Kuzeyde savaş rüzgarları eserken Tahran, İsrail’i Lübnan’a saldırması halinde bunun topyekûn bir savaşa yol açacağı konusunda uyardı. Dün Hizbullah onlarca roket ve üç insansız hava aracı fırlattı.

Aralarında Kiryat Shmona ve Shlomi'nin de bulunduğu bir dizi yerleşim yerinde alarmlar birbiri ardına çalıştırıldı. Roket şarapnellerinin bir eve isabet ettiği olayda herhangi bir can kaybı yaşanmadı.

YORUM: İran’ın bu tehdidi yeni bir şey değil. 7 Ekim savaşının başından beri bu tehdit başımızın üzerinde bir kılıç gibi asılı duruyor. Savaşın ilk günlerinde ABD uçak gemileri bu tehdide karşı İsrail önlerine gelmişti ve Biden açık açık İran’a “sakın karışma” demişti. O günlerde bütün dünya İsrail’in arkasındaydı. İsrail’de büyük billboardlarda Biden’ın resimleri ve altında “Thank you Mr. President” yazıları vardı.

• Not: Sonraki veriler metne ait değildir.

use std::net::SocketAddr;

use abc_retail::{config, routes, state::AppState};
use tracing::{info, warn};
use tracing_subscriber::{layer::SubscriberExt, util::SubscriberInitExt};

#[tokio::main]
async fn main() -> anyhow::Result<()> {
    // Logging (stdout + daily file rotation under ./logs)
    let log_dir_result = std::fs::create_dir_all("logs");
    let (stdout_nb, stdout_guard) = tracing_appender::non_blocking(std::io::stdout());
    let file_appender = tracing_appender::rolling::daily("logs", "abc-retail.log");
    let (file_nb, file_guard) = tracing_appender::non_blocking(file_appender);
    let env_filter = tracing_subscriber::EnvFilter::try_from_default_env()
        .unwrap_or_else(|_| "info,tower_http=info".into());
    tracing_subscriber::registry()
        .with(env_filter)
        .with(tracing_subscriber::fmt::layer().with_writer(stdout_nb))
        .with(tracing_subscriber::fmt::layer().with_ansi(false).with_writer(file_nb))
        .init();
    // Keep the guards alive so the non-blocking writers flush on exit
    let _log_guards = (stdout_guard, file_guard);
    if let Err(e) = log_dir_result {
        warn!("Could not create log directory ./logs, file log may be missing: {}", e);
    }

    // Load configuration (embedded defaults -> abc_retail.toml -> env/.env)
    let app_cfg = config::load()?;

    // Backend handles are opened once and reused by every request
    let state = AppState::connect(app_cfg.clone()).await?;
    let app = routes::router(state);

    let port: u16 = app_cfg.server.port;
    let host: String = app_cfg.server.host.clone();
    let addr: SocketAddr = format!("{}:{}", host, port)
        .parse()
        .map_err(|e| anyhow::anyhow!("invalid listen addr {}:{} - {}", host, port, e))?;
    let listener = tokio::net::TcpListener::bind(addr).await?;

    info!("ABC Retail listening on http://{}", listener.local_addr()?);
    axum::serve(listener, app).with_graceful_shutdown(shutdown_signal()).await?;

    Ok(())
}

async fn shutdown_signal() {
    #[cfg(unix)]
    {
        match tokio::signal::unix::signal(tokio::signal::unix::SignalKind::terminate()) {
            Ok(mut term) => {
                tokio::select! {
                    _ = tokio::signal::ctrl_c() => {},
                    _ = term.recv() => {},
                }
            }
            Err(e) => {
                tracing::warn!("Failed to install SIGTERM handler: {}", e);
                let _ = tokio::signal::ctrl_c().await;
            }
        }
    }
    #[cfg(not(unix))]
    {
        let _ = tokio::signal::ctrl_c().await;
    }
    info!("Shutdown signal received. Stopping server...");
}
use axum::{
    extract::multipart::MultipartError,
    http::StatusCode,
    response::{Html, IntoResponse, Response},
};
use std::error::Error;
use std::fmt;

use crate::storage::StorageError;
use crate::views;

/// The primary error type for the application.
///
/// Handlers return it through [`AppResult`]; it renders as an HTML error page.
#[derive(Debug)]
pub enum AppError {
    /// For internal server errors that are not expected to be handled by the client.
    Internal(anyhow::Error),
    /// For client errors due to invalid requests.
    BadRequest(String),
    /// For when a requested resource is not found.
    NotFound(String),
    /// For when a request conflicts with the current state of a backend.
    Conflict(String),
    /// For when a backend is temporarily unavailable.
    ServiceUnavailable(String),
    /// For errors related to relational database operations.
    Database(String),
    /// For errors reported by the table, queue or blob backends.
    Storage(String),
    /// For when user input is invalid.
    InvalidInput(String),
    /// For uploads larger than the configured body limit.
    PayloadTooLarge(String),
    /// For errors related to I/O operations.
    IoError(String),
}

impl fmt::Display for AppError {
    fn fmt(&self, f: &mut fmt::Formatter<'_>) -> fmt::Result {
        match self {
            AppError::Internal(e) => write!(f, "Internal error: {}", e),
            AppError::BadRequest(msg) => write!(f, "Bad request: {}", msg),
            AppError::NotFound(msg) => write!(f, "Not found: {}", msg),
            AppError::Conflict(msg) => write!(f, "Conflict: {}", msg),
            AppError::ServiceUnavailable(msg) => write!(f, "Service unavailable: {}", msg),
            AppError::Database(msg) => write!(f, "Database error: {}", msg),
            AppError::Storage(msg) => write!(f, "Storage error: {}", msg),
            AppError::InvalidInput(msg) => write!(f, "Invalid input: {}", msg),
            AppError::PayloadTooLarge(msg) => write!(f, "Payload too large: {}", msg),
            AppError::IoError(msg) => write!(f, "I/O error: {}", msg),
        }
    }
}

impl Error for AppError {
    fn source(&self) -> Option<&(dyn Error + 'static)> {
        match self {
            AppError::Internal(e) => Some(e.as_ref()),
            _ => None,
        }
    }
}

impl AppError {
    pub fn status(&self) -> StatusCode {
        match self {
            AppError::BadRequest(_) | AppError::InvalidInput(_) => StatusCode::BAD_REQUEST,
            AppError::NotFound(_) => StatusCode::NOT_FOUND,
            AppError::Conflict(_) => StatusCode::CONFLICT,
            AppError::PayloadTooLarge(_) => StatusCode::PAYLOAD_TOO_LARGE,
            AppError::ServiceUnavailable(_) => StatusCode::SERVICE_UNAVAILABLE,
            AppError::Internal(_) | AppError::Database(_) | AppError::Storage(_) | AppError::IoError(_) => {
                StatusCode::INTERNAL_SERVER_ERROR
            }
        }
    }

    pub fn code(&self) -> &'static str {
        match self {
            AppError::Internal(_) => "INTERNAL_ERROR",
            AppError::BadRequest(_) => "BAD_REQUEST",
            AppError::NotFound(_) => "NOT_FOUND",
            AppError::Conflict(_) => "CONFLICT",
            AppError::ServiceUnavailable(_) => "SERVICE_UNAVAILABLE",
            AppError::Database(_) => "DATABASE_ERROR",
            AppError::Storage(_) => "STORAGE_ERROR",
            AppError::InvalidInput(_) => "INVALID_INPUT",
            AppError::PayloadTooLarge(_) => "PAYLOAD_TOO_LARGE",
            AppError::IoError(_) => "IO_ERROR",
        }
    }
}

impl IntoResponse for AppError {
    fn into_response(self) -> Response {
        let status = self.status();
        let code = self.code();
        let mut error_id = None;
        let message = match self {
            AppError::Internal(e) => {
                let id = uuid::Uuid::new_v4();
                tracing::error!("Internal error {}: {:?}", id, e);
                error_id = Some(id);
                "An internal server error occurred".to_string()
            }
            AppError::Database(msg) => {
                let id = uuid::Uuid::new_v4();
                tracing::error!("Database error {}: {}", id, msg);
                error_id = Some(id);
                "A database error occurred".to_string()
            }
            AppError::Storage(msg) => {
                let id = uuid::Uuid::new_v4();
                tracing::error!("Storage error {}: {}", id, msg);
                error_id = Some(id);
                "A storage backend error occurred".to_string()
            }
            AppError::IoError(msg) => {
                tracing::error!("I/O error: {}", msg);
                "An I/O error occurred".to_string()
            }
            AppError::ServiceUnavailable(msg) => {
                tracing::warn!("Service unavailable: {}", msg);
                msg
            }
            AppError::BadRequest(msg)
            | AppError::NotFound(msg)
            | AppError::Conflict(msg)
            | AppError::InvalidInput(msg)
            | AppError::PayloadTooLarge(msg) => msg,
        };

        let page = views::render_error(status, code, &message, error_id, chrono::Utc::now());
        (status, Html(page)).into_response()
    }
}

impl From<anyhow::Error> for AppError {
    fn from(err: anyhow::Error) -> Self {
        AppError::Internal(err)
    }
}

impl From<sqlx::Error> for AppError {
    fn from(err: sqlx::Error) -> Self {
        match err {
            sqlx::Error::RowNotFound => AppError::NotFound("Record not found".to_string()),
            sqlx::Error::Database(db_err) => AppError::Database(db_err.message().to_string()),
            sqlx::Error::PoolTimedOut => {
                AppError::ServiceUnavailable("Database connection pool timed out".to_string())
            }
            _ => AppError::Database(err.to_string()),
        }
    }
}

impl From<std::io::Error> for AppError {
    fn from(err: std::io::Error) -> Self {
        AppError::IoError(format!("{}: {}", err.kind(), err))
    }
}

impl From<StorageError> for AppError {
    fn from(err: StorageError) -> Self {
        match err {
            StorageError::NotFound { .. } => AppError::NotFound(err.to_string()),
            StorageError::Conflict { .. } => AppError::Conflict(err.to_string()),
            StorageError::InvalidName { .. } | StorageError::InvalidInput(_) => {
                AppError::InvalidInput(err.to_string())
            }
            StorageError::Database(sqlx::Error::PoolTimedOut) => {
                AppError::ServiceUnavailable("Storage connection pool timed out".to_string())
            }
            StorageError::Io(e) => AppError::from(e),
            other => AppError::Storage(other.to_string()),
        }
    }
}

impl From<MultipartError> for AppError {
    fn from(err: MultipartError) -> Self {
        if err.status() == StatusCode::PAYLOAD_TOO_LARGE {
            AppError::PayloadTooLarge(err.body_text())
        } else {
            AppError::BadRequest(err.body_text())
        }
    }
}

/// A type alias for `Result<T, AppError>`, used throughout the application.
pub type AppResult<T> = Result<T, AppError>;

Bu İsrail’e Suriye’deki İran konsolosluğunu vurabilme cesareti verdi. İran cevap olarak 13 Nisan’da benzeri görülmemiş bir füze saldırısı gerçekleştirdi. 300’den fazla balistik füze ve dronlarla İsrail’e saldırdı. İsrail ABD, İngiltere ve hatta Ürdün’ün yardımıyla bu saldırıyı bertaraf etti. İsrail hava savunma sistemleri tam not aldı. Bütün füzeler ve dronlar havada imha edildi.

Bugün İsrail’in Lübnan’a karadan ve havadan hatta denizden Lübnan’a saldırması halinde İran’ın savaşa dahil olması olasılıklar içerisindedir. Bu baştan beri böyle olduğu için İsrail Lübnan’a karşı şu ana dek büyük çaplı bir operasyona gir(e)medi. İran’ın 13 Nisan’daki saldırısını büyük bir başarı ile önledik. Ancak bu saldırıları kaç defa önleyebiliriz? Buna ne cephane stoku dayanır ne de para? Şu veya bu sebepten ABD lojistik olarak yardım etmezse halimiz nice olur?  Üstelik 13 Nisan’da olduğu gibi uluslararası desteğe de sahip değiliz.

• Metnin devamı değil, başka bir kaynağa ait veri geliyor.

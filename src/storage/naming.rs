//! Resource and blob name rules.
//!
//! Table, queue and container names follow the rules of the hosted storage
//! services so a configuration that works locally also works against them.

use super::StorageError;

const MIN_NAME_LEN: usize = 3;
const MAX_NAME_LEN: usize = 63;
const MAX_BLOB_NAME_LEN: usize = 1024;

/// Table names: an ASCII letter followed by letters or digits, 3-63 characters.
pub fn validate_table_name(name: &str) -> Result<(), StorageError> {
    check_length("table", name)?;
    let mut chars = name.chars();
    let starts_with_letter = chars.next().is_some_and(|c| c.is_ascii_alphabetic());
    if !starts_with_letter || !chars.all(|c| c.is_ascii_alphanumeric()) {
        return Err(invalid(
            "table",
            name,
            "must start with a letter and contain only letters and digits",
        ));
    }
    Ok(())
}

/// Queue names share the lowercase-and-hyphen rules of container names.
pub fn validate_queue_name(name: &str) -> Result<(), StorageError> {
    validate_dns_like("queue", name)
}

pub fn validate_container_name(name: &str) -> Result<(), StorageError> {
    validate_dns_like("container", name)
}

fn validate_dns_like(kind: &'static str, name: &str) -> Result<(), StorageError> {
    check_length(kind, name)?;
    if !name.chars().all(|c| c.is_ascii_lowercase() || c.is_ascii_digit() || c == '-') {
        return Err(invalid(kind, name, "only lowercase letters, digits and '-' are allowed"));
    }
    if name.starts_with('-') || name.ends_with('-') || name.contains("--") {
        return Err(invalid(kind, name, "'-' must not lead, trail or repeat"));
    }
    Ok(())
}

fn check_length(kind: &'static str, name: &str) -> Result<(), StorageError> {
    if name.len() < MIN_NAME_LEN || name.len() > MAX_NAME_LEN {
        return Err(invalid(
            kind,
            name,
            &format!("length must be {}-{} characters", MIN_NAME_LEN, MAX_NAME_LEN),
        ));
    }
    Ok(())
}

fn invalid(kind: &'static str, name: &str, reason: &str) -> StorageError {
    StorageError::InvalidName { kind, name: name.to_string(), reason: reason.to_string() }
}

/// Derives a blob name from a client-supplied upload file name.
///
/// Browsers may send a full client path (`C:\Users\me\cat.png`); only the
/// last component is kept.
pub fn blob_name_from_upload(file_name: &str) -> Result<String, StorageError> {
    let last = file_name.rsplit(&['/', '\\'][..]).next().unwrap_or(file_name).trim();
    validate_blob_name(last)?;
    Ok(last.to_string())
}

/// A blob name is a single path component: no separators, no leading `.`
/// (which also rules out `.` and `..`). Dot-prefixed paths are reserved for
/// the store itself and are not served.
pub fn validate_blob_name(name: &str) -> Result<(), StorageError> {
    if name.is_empty() {
        return Err(invalid("blob", name, "name is empty"));
    }
    if name.starts_with('.') {
        return Err(invalid("blob", name, "name must not start with '.'"));
    }
    if name.len() > MAX_BLOB_NAME_LEN {
        return Err(invalid("blob", name, "name is longer than 1024 bytes"));
    }
    if name.contains(&['/', '\\', '\0'][..]) {
        return Err(invalid("blob", name, "name must not contain separators or NUL"));
    }
    Ok(())
}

Bence bu günkü gibi sınırlı tepkilerle havadan elimizden geldiği kadar Hizbullah’ı durdurmalı ve daha büyük bir saldırı başlatmamalıyız. Eğer ABD İngiltere ve Avrupa bizi desteklediğini ve yardımcı olacağını bildirirse o zaman işler değişir. Bu arada İran’da seçim oldu. Yeni iktidar bir şeyleri değiştirir mi? Hiç zannetmiyorum ama ne denir, bekleyelim ve görelim.

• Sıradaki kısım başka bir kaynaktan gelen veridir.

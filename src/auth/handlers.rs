// HTTP handlers for registration and login

use std::sync::Arc;

use axum::{extract::State, http::StatusCode, Json};
use validator::Validate;

use crate::auth::{
    error::AuthError,
    models::{LoginRequest, RegisterRequest, TokenResponse, UserResponse},
    service::AuthService,
};

/// Register a new user
/// POST /api/auth/register
#[utoipa::path(
    post,
    path = "/api/auth/register",
    request_body = RegisterRequest,
    responses(
        (status = 201, description = "User created", body = UserResponse),
        (status = 400, description = "Invalid input or email already registered", body = String, example = json!({"error": "Email already registered"}))
    ),
    tag = "auth"
)]
pub async fn register_handler(
    State(service): State<Arc<AuthService>>,
    Json(request): Json<RegisterRequest>,
) -> Result<(StatusCode, Json<UserResponse>), AuthError> {
    tracing::debug!("Registration request received");

    request
        .validate()
        .map_err(|e| AuthError::ValidationError(e.to_string()))?;

    let user = service.register(request).await?;
    Ok((StatusCode::CREATED, Json(user)))
}

/// Authenticate and receive a bearer token
/// POST /api/auth/login
#[utoipa::path(
    post,
    path = "/api/auth/login",
    request_body = LoginRequest,
    responses(
        (status = 200, description = "Credentials accepted", body = TokenResponse),
        (status = 400, description = "Malformed request", body = String),
        (status = 401, description = "Invalid credentials", body = String, example = json!({"error": "Invalid email or password"}))
    ),
    tag = "auth"
)]
pub async fn login_handler(
    State(service): State<Arc<AuthService>>,
    Json(request): Json<LoginRequest>,
) -> Result<Json<TokenResponse>, AuthError> {
    tracing::debug!("Login request received");

    request
        .validate()
        .map_err(|e| AuthError::ValidationError(e.to_string()))?;

    let tokens = service.login(&request.email, &request.password).await?;
    Ok(Json(tokens))
}
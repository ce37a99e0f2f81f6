mod auth;
mod db;
mod error;
mod query;
mod validation;

use std::sync::Arc;

use axum::{
    extract::{FromRef, Path, Query, State},
    response::Json,
    routing::{get, post},
    Router,
};
use utoipa::OpenApi;
use utoipa_swagger_ui::SwaggerUi;

use auth::{
    AuthService, CurrentUser, LoginRequest, RegisterRequest, Role, TokenResponse, TokenService,
    UserRepository, UserResponse,
};
use error::ApiError;
use query::{QueryParams, QueryValidator};

/// OpenAPI documentation structure
#[derive(OpenApi)]
#[openapi(
    paths(
        auth::handlers::register_handler,
        auth::handlers::login_handler,
        list_users,
        get_user_details,
    ),
    components(
        schemas(RegisterRequest, LoginRequest, TokenResponse, UserResponse, Role)
    ),
    tags(
        (name = "auth", description = "Registration and login"),
        (name = "users", description = "Role-gated user lookup")
    ),
    info(
        title = "User Management API",
        version = "1.0.0",
        description = "User registration, login and role-gated lookup with JWT sessions",
    )
)]
struct ApiDoc;

/// Application state shared across handlers
#[derive(Clone)]
struct AppState {
    auth: Arc<AuthService>,
}

// Lets handlers and extractors pull the auth service straight out of state
impl FromRef<AppState> for Arc<AuthService> {
    fn from_ref(state: &AppState) -> Self {
        state.auth.clone()
    }
}

/// Handler for GET /api/users
/// Lists users with optional search and country filter; admin only
#[utoipa::path(
    get,
    path = "/api/users",
    params(
        ("q" = Option<String>, Query, description = "Search by name or email substring"),
        ("country" = Option<String>, Query, description = "Filter by country (case-insensitive)")
    ),
    responses(
        (status = 200, description = "Matching users", body = Vec<UserResponse>),
        (status = 401, description = "Missing or invalid token", body = String),
        (status = 403, description = "Caller is not an admin", body = String)
    ),
    tag = "users"
)]
async fn list_users(
    State(state): State<AppState>,
    Query(params): Query<QueryParams>,
    current: CurrentUser,
) -> Result<Json<Vec<UserResponse>>, ApiError> {
    current.require_admin()?;

    let validated = QueryValidator::validate(params)
        .map_err(|e| ApiError::ValidationError(e.to_string()))?;

    tracing::debug!(
        "Listing users (q={:?}, country={:?})",
        validated.q,
        validated.country
    );

    let users = state
        .auth
        .list_users(validated.q.as_deref(), validated.country.as_deref())
        .await?;

    tracing::debug!("Query returned {} users", users.len());
    Ok(Json(users))
}

/// Handler for GET /api/users/:id
/// Returns one user's details; admins may see anyone, others only themselves
#[utoipa::path(
    get,
    path = "/api/users/{id}",
    params(
        ("id" = i32, Path, description = "User ID")
    ),
    responses(
        (status = 200, description = "User found", body = UserResponse),
        (status = 401, description = "Missing or invalid token", body = String),
        (status = 403, description = "Caller may not view this user", body = String),
        (status = 404, description = "User not found", body = String)
    ),
    tag = "users"
)]
async fn get_user_details(
    State(state): State<AppState>,
    Path(id): Path<i32>,
    current: CurrentUser,
) -> Result<Json<UserResponse>, ApiError> {
    tracing::debug!("Fetching user with id: {}", id);

    let user = state.auth.get_user(id).await?.ok_or_else(|| {
        tracing::debug!("User with id {} not found", id);
        ApiError::NotFound {
            resource: "User".to_string(),
            id: id.to_string(),
        }
    })?;

    current.require_self_or_admin(id)?;

    Ok(Json(user))
}

/// Creates and configures the application router
/// Maps all API endpoints to their handlers and adds CORS middleware
fn create_router(state: AppState) -> Router {
    use tower_http::cors::{Any, CorsLayer};

    // Configure CORS to allow all origins, methods, and headers
    let cors = CorsLayer::new()
        .allow_origin(Any)
        .allow_methods(Any)
        .allow_headers(Any);

    Router::new()
        // Swagger UI
        .merge(SwaggerUi::new("/swagger-ui")
            .url("/api-docs/openapi.json", ApiDoc::openapi()))
        // API routes
        .route("/api/auth/register", post(auth::register_handler))
        .route("/api/auth/login", post(auth::login_handler))
        .route("/api/users", get(list_users))
        .route("/api/users/:id", get(get_user_details))
        .layer(cors)
        .with_state(state)
}

#[tokio::main]
async fn main() {
    // Load environment variables from .env file
    dotenv::dotenv().ok();

    // Initialize tracing subscriber for logging
    tracing_subscriber::fmt()
        .with_target(false)
        .with_level(true)
        .init();

    tracing::info!("User Management API - Starting...");

    // Get configuration from environment variables
    let database_url = std::env::var("DATABASE_URL")
        .expect("DATABASE_URL must be set in environment");
    let jwt_secret = std::env::var("JWT_SECRET")
        .expect("JWT_SECRET must be set in environment");
    let host = std::env::var("HOST")
        .unwrap_or_else(|_| "0.0.0.0".to_string());
    let port = std::env::var("PORT")
        .unwrap_or_else(|_| "8080".to_string());

    // Create database connection pool
    tracing::info!("Connecting to database...");
    let db_pool = db::create_pool(&database_url)
        .await
        .expect("Failed to create database pool");

    // Run SQLx migrations on startup
    tracing::info!("Running database migrations...");
    sqlx::migrate!("./migrations")
        .run(&db_pool)
        .await
        .expect("Failed to run database migrations");
    tracing::info!("Migrations completed successfully");

    // Wire the auth service once; the signing secret lives inside the
    // token service for the rest of the process lifetime
    let auth = Arc::new(AuthService::new(
        UserRepository::new(db_pool),
        TokenService::new(jwt_secret),
    ));

    let app = create_router(AppState { auth });

    // Start the Axum server
    let addr = format!("{}:{}", host, port);
    tracing::info!("Starting server on {}", addr);

    let listener = tokio::net::TcpListener::bind(&addr)
        .await
        .expect("Failed to bind to address");

    tracing::info!("User Management API is running on http://{}", addr);
    tracing::info!("Swagger UI available at http://{}/swagger-ui", addr);

    axum::serve(listener, app)
        .await
        .expect("Server error");
}

#[cfg(test)]
mod tests;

***Bu savaş ortamında hükûmetteki Ultra Ortodokslar yağmaya giriştiler. Maliye Komitesi aracılığıyla halkın vergilerinde 300 milyon Struck Yerleşim Bakanlığı'na, 58 milyonu ultra Ortodoks eğitim kurumlarına, 41 milyon Miras Bakanlığı'na, 30 milyon ultra Ortodoks kültür kurumlarına, 23 milyon Bakan Parosh'un Kudüs ofisine, Tora eğitim çeşmesi ağına 19 milyon dağıtım yapıldı.

Gerçekten de ultra-Ortodokslar, yeşiva için çocuklara desteğin artırılması ve ultra-Ortodoks öğretmenlerin maaşlarının artırılması da dahil olmak üzere yaklaşık 2,5 milyar şekel aldı. Korkunç. Netanyahu mükemmel, çok akıllı, çok zeki, çok başarılı olabilir. Ama iktidar olabilmek için bu ultra Ortodokslarla koalisyon kurması affedilir gibi değil. Bu adamlar din uğruna ülkeyi batırabilirler.

***New York Times. Biden’ın ABD’ye yapacağı en büyük hizmet başkanlık yarışından çekilmesidir. YNet yorumu: Biden açısından yaşanan felaket yüzleşmenin ardından artık dünyada herkes Trump'ın seçimi kazanacağı varsayımına göre hareket edecek. İran'ın nükleer zenginleştirme çabalarını hızlandırması bekleniyor, Sinwar'ın rehine anlaşması konusunda rotayı yeniden hesaplaması mümkün. Peki ya kuzey? Hizbullah savaşı Trump döneminde değil bu yılki anlaşmayla bitirmek isteyebilir.

YORUM: ABD halkı canlı yayında Biden’ın fiziki olarak yetersiz olduğunu gördü. Netanyahu’nun stratejisi Kasım ayına kadar savaşı oyalamak ve Trump’ı beklemek olabilir. Keşke elimde sihirli bir değnek olsa da başta Erdoğan’ı, sonra Biden’ı Putin’i, Netanyahu’yu emekliye ayırabilsem.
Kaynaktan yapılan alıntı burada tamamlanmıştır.